Posted By on Wed, Nov 18, 1998 at 12:00 AM

Writer-director Manuel Poirier's Western isn't a western but an amiable combination of road movie and buddy movie, its perambulating pair wandering around Brittany, which is on the western coast of France. This character comedy, laid-back and low-keyed, has a slight narrative momentum nudged along by the antic behavior of its two stars.

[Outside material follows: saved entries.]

use std::collections::HashMap;
use std::path::Path;

use serde::{Deserialize, Serialize};

use crate::error::EngineError;

pub const RULES_PATH_ENV: &str = "MM_RULES_PATH";
pub const DEFAULT_RULES_PATH: &str = "gameModes.json";

const DEFAULT_MAX_LATENCY_MS: u32 = 150;

/// One entry of a mode's search-expansion schedule: once a ticket has waited
/// `after_seconds`, the skill window widens to `new_tolerance`.
#[derive(Debug, Clone, Copy, PartialEq, Serialize, Deserialize)]
#[serde(rename_all = "camelCase")]
pub struct ExpandStep {
    pub after_seconds: u64,
    pub new_tolerance: f64,
}

/// Per-mode matchmaking rules, loaded from the rules document at startup.
#[derive(Debug, Clone, PartialEq, Serialize, Deserialize)]
#[serde(rename_all = "camelCase")]
pub struct ModeRules {
    pub team_size: u32,
    pub num_teams: u32,
    pub skill_tolerance: f64,
    #[serde(default)]
    pub expand_search_steps: Vec<ExpandStep>,
    #[serde(default = "default_max_latency")]
    pub max_latency: u32,
}

fn default_max_latency() -> u32 {
    DEFAULT_MAX_LATENCY_MS
}

impl ModeRules {
    /// Total players a match of this mode must contain.
    pub fn match_size(&self) -> usize {
        (self.team_size * self.num_teams) as usize
    }
}

/// Read-only registry of every configured game mode, in declaration order.
/// No reload: restart the engine to pick up rule changes.
#[derive(Debug, Clone, Default)]
pub struct RulesRegistry {
    modes: Vec<(String, ModeRules)>,
    index: HashMap<String, usize>,
}

impl RulesRegistry {
    /// Load the JSON rules document. A missing file is `ConfigMissing`,
    /// which callers treat as fatal at startup.
    pub fn load(path: impl AsRef<Path>) -> Result<Self, EngineError> {
        let path = path.as_ref();
        let raw = std::fs::read_to_string(path).map_err(|err| {
            if err.kind() == std::io::ErrorKind::NotFound {
                EngineError::ConfigMissing {
                    path: path.display().to_string(),
                }
            } else {
                EngineError::ConfigInvalid(err.to_string())
            }
        })?;
        Self::from_json(&raw)
    }

    pub fn from_json(raw: &str) -> Result<Self, EngineError> {
        // serde_json keeps object order (preserve_order), so mode iteration
        // follows the document's declaration order.
        let doc: serde_json::Map<String, serde_json::Value> =
            serde_json::from_str(raw).map_err(|err| EngineError::ConfigInvalid(err.to_string()))?;

        let mut modes = Vec::with_capacity(doc.len());
        for (name, value) in doc {
            let rules: ModeRules = serde_json::from_value(value)
                .map_err(|err| EngineError::ConfigInvalid(format!("mode '{name}': {err}")))?;
            if rules.team_size < 1 || rules.num_teams < 2 {
                return Err(EngineError::ConfigInvalid(format!(
                    "mode '{name}': teamSize must be >= 1 and numTeams >= 2"
                )));
            }
            modes.push((name, rules));
        }
        Ok(Self::from_modes(modes))
    }

    pub fn from_modes(modes: Vec<(String, ModeRules)>) -> Self {
        let index = modes
            .iter()
            .enumerate()
            .map(|(i, (name, _))| (name.clone(), i))
            .collect();
        Self { modes, index }
    }

    pub fn get(&self, mode: &str) -> Option<&ModeRules> {
        self.index.get(mode).map(|&i| &self.modes[i].1)
    }

    pub fn contains(&self, mode: &str) -> bool {
        self.index.contains_key(mode)
    }

    /// Modes in declaration order, the order the scheduler visits them.
    pub fn modes(&self) -> impl Iterator<Item = (&str, &ModeRules)> {
        self.modes.iter().map(|(name, rules)| (name.as_str(), rules))
    }

    pub fn len(&self) -> usize {
        self.modes.len()
    }

    pub fn is_empty(&self) -> bool {
        self.modes.is_empty()
    }

    /// The registry re-serialized for read APIs such as `/game_modes`.
    pub fn to_document(&self) -> serde_json::Value {
        let mut doc = serde_json::Map::new();
        for (name, rules) in &self.modes {
            doc.insert(
                name.clone(),
                serde_json::to_value(rules).unwrap_or(serde_json::Value::Null),
            );
        }
        serde_json::Value::Object(doc)
    }
}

Paco (Sergi Lopez) is a Spanish traveling shoe salesman who one day picks up a seemingly innocuous hitchhiker, a Russian émigré called Nino (Sacho Bourdo). Nino manages to steal Paco's car, which contains his precious supply of shoes, leaving him stranded and, after his employer finds out about his careless loss, jobless. Later he runs into Nino, who has somehow lost the shoe-packed car, and pummels him senseless. Feeling remorseful, he visits the battered thief in the hospital. A friendship, based on shared hard luck, blooms.

The two make for a classic odd couple. Paco is suave in a slightly sullen way and practically has to beat the women off with a stick, while the diminutive and wiry Nino is luckless in love -- small wonder, as he radiates the non-aphrodisiacal qualities of anxiety and dread. Paco has even managed to begin a serious affair between the time of the car theft and his violent reunion with Nino. It's an affair that has reached a crisis point just around the time Paco and Nino begin to bond, so they decide to spend a few weeks roaming the countryside, the former in an agreed temporary separation from his lover, the latter because he has nothing better to do.

The movie has a rambling, off-the-cuff feel, typified by the fact that the duo never travel more than a few miles without deciding to backtrack for some reason. Their journey turns into a quest to find a woman for the hapless Nino and the tone gently seesaws between the comic and the poignant, leisurely winding its way to an ironic conclusion. It's pleasant, warmhearted and light as a soufflé.